Supporters of strong action on climate change have managed to influence the design of the labels. Originally, the two categories proposed were “low carbon benchmarks” — those carrying companies whose emissions were lower than the general market — and “positive carbon impact indices”, listing firms whose net effect was to reduce emissions, such as wind turbine makers.

Taking into account suggestions from NGOs and others, the European Parliament pushed for these to be changed. The two bands will now be “climate transition benchmarks” and “Paris-aligned benchmarks”.

The latter comprise companies that can demonstrate they are aligned with the target, enshrined in the Paris Agreement, for global warming to be held to no more than 1.5C, according to a statement from the Commission. (The final text of the law is not available yet.) This is quite a high bar, since to get to 1.5C, human carbon emissions need to be reduced very deeply and quickly, officially to zero by 2050 but in reality probably faster than that.
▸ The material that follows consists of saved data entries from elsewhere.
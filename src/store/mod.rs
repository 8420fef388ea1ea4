//! Document persistence: local file store, remote providers, and the
//! sync policy that reconciles them

pub mod blob;
pub mod error;
pub mod files;
pub mod local;
pub mod remote;
pub mod sync;
pub mod transform;

pub use blob::BlobStore;
pub use error::{SaveOutcome, StoreError, StoreResult, SyncOutcome};
pub use files::FileTreeStore;
pub use local::LocalStore;
pub use remote::{remote_from_config, RemoteStore};
pub use sync::SyncStore;
pub use transform::{NoRedaction, PhotoRedaction, RemoteTransform};
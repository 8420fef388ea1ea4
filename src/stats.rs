//! Derived statistics for the tracker and diary pages
//!
//! Everything here is computed on demand from the document; nothing is
//! persisted. Growth numbers come from the measurement history, diary
//! numbers from the entry list, and the stage distribution from the
//! tracked plants themselves.

use std::collections::{BTreeMap, HashSet};

use crate::model::{DiaryEntry, Measurement, Plant, Stage};

/// Growth summary for one tracked plant
#[derive(Debug, Clone, PartialEq)]
pub struct GrowthStats {
    /// Latest known height in cm (newest measurement, falling back to
    /// the plant record itself)
    pub current_height: Option<f64>,
    /// Height gained between the first and last measurement, in cm
    pub total_growth: f64,
    /// Average growth in cm per day over the measured span
    pub avg_growth_per_day: f64,
    /// Days between the first and last measurement
    pub days_tracked: i64,
    /// Number of measurements on record
    pub measurements: usize,
    /// Stage from the newest measurement, falling back to the plant
    pub current_stage: Stage,
}

/// Compute growth statistics for one plant from its measurement history
///
/// Measurements are taken in any order; they are sorted by date here.
/// With fewer than two height readings the growth figures are zero.
pub fn growth_stats(plant: &Plant, measurements: &[&Measurement]) -> GrowthStats {
    let mut sorted: Vec<&Measurement> = measurements.to_vec();
    sorted.sort_by_key(|m| m.date);

    let heights: Vec<(&Measurement, f64)> = sorted
        .iter()
        .filter_map(|m| m.height.map(|h| (*m, h)))
        .collect();

    let current_height = heights
        .last()
        .map(|(_, h)| *h)
        .or(plant.height);
    let current_stage = sorted.last().map(|m| m.stage).unwrap_or(plant.stage);

    let (total_growth, avg_growth_per_day, days_tracked) = match (heights.first(), heights.last()) {
        (Some((first, first_h)), Some((last, last_h))) if heights.len() > 1 => {
            let growth = last_h - first_h;
            let days = (last.date - first.date).num_days();
            let avg = if days > 0 { growth / days as f64 } else { 0.0 };
            (growth, avg, days)
        }
        _ => (0.0, 0.0, 0),
    };

    GrowthStats {
        current_height,
        total_growth,
        avg_growth_per_day,
        days_tracked,
        measurements: sorted.len(),
        current_stage,
    }
}

/// Diary-wide summary numbers
#[derive(Debug, Clone, PartialEq, Eq)]
pub struct DiaryStats {
    /// Total entries
    pub entries: usize,
    /// Total photos across all entries
    pub photos: usize,
    /// Distinct plants with at least one entry
    pub plants_documented: usize,
    /// Distinct tags in use
    pub tags_used: usize,
}

/// Compute diary statistics from the full entry list
pub fn diary_stats(entries: &[DiaryEntry]) -> DiaryStats {
    let plants: HashSet<u64> = entries.iter().filter_map(|e| e.plant_id).collect();
    let tags: HashSet<&str> = entries
        .iter()
        .flat_map(|e| e.tags.iter().map(String::as_str))
        .collect();

    DiaryStats {
        entries: entries.len(),
        photos: entries.iter().map(|e| e.photos.len()).sum(),
        plants_documented: plants.len(),
        tags_used: tags.len(),
    }
}

/// Count tracked plants per growth stage
pub fn stage_distribution(plants: &[Plant]) -> BTreeMap<Stage, usize> {
    let mut distribution = BTreeMap::new();
    for plant in plants {
        *distribution.entry(plant.stage).or_insert(0) += 1;
    }
    distribution
}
The easier group will be climate transition benchmarks. These are meant to encourage and highlight companies that, while not yet compatible with a 1.5C future, have committed themselves to a transition that will get them there.

So far, so good. Of course, the labels remain voluntary. Index providers will still be allowed to market indices dubbed green, ethical or sustainable, without carrying the label. But at least there will be an official standard investors can look to, once technical experts have spent the next couple of years devising it.

Less good is that, especially in the early years after the benchmarks are introduced, they will remain a specialist set of indices covering a subset of companies that have made strong commitments to change their models. They will say nothing about the great mass of companies, especially in emerging markets, in many of which the social pressure to look green is much weaker.

Beyond the converted

For climate change to be warded off, however, the whole economy has to change, not just the green avant-garde.

The best approach to benchmarks, promoted by some green groups, would have been to require every equity and bond index, of any kind, to declare what kind of climatic future the companies in it are going to produce, from 1.5C to, say, 6C.

That way investors would have had to confront the reality, which in their hearts most understand, but very few will utter: that nearly all investment portfolios are now financing a future of catastrophic climate change.

This suggestion was blocked from going into the law. But there is still a chance that something of that kind could emerge from it. The environmentally progressive forces in the EU legislative process appear to have managed to introduce some stipulations that apply to all benchmarks.

According to GlobalCapital sources, in one of its clauses that has so far received less attention, the law will require providers of all indices (except those on interest rates and currencies) to make a statement of how their investment strategy aligns with carbon emissions targets and/or the goals of the Paris Agreement.

For “significant benchmarks”, which is thought to mean equity and bond indices of over €50bn market capitalisation, the benchmark administrator will have to make a “detailed statement” on “whether or not and to what extent an overall degree of alignment with the target of reducing carbon emissions is ensured”.

Much will depend on the precise final wording that is approved, and on how this is interpreted by the secondary legislation, known as delegated acts, which explains how to implement EU law.

But this could mean all mainstream indices have to carry a statement, at least somewhere in their small print, which discloses how well aligned they are with Paris. At the very least, they may have to satisfy this requirement by saying “we are not making an effort to be aligned”.

That will give pension funds and retail savers ammunition to ask asset managers why they are following benchmarks that are going to lead to destruction.

A small victory perhaps — but the principle that the Paris Agreement and carbon emissions are relevant even to mainstream indices has been established.

That is a notable official step along the road, which should be the aim of the whole Action Plan, and of sustainable finance in general: not just to make the green corner of finance greener, but to green the whole thing.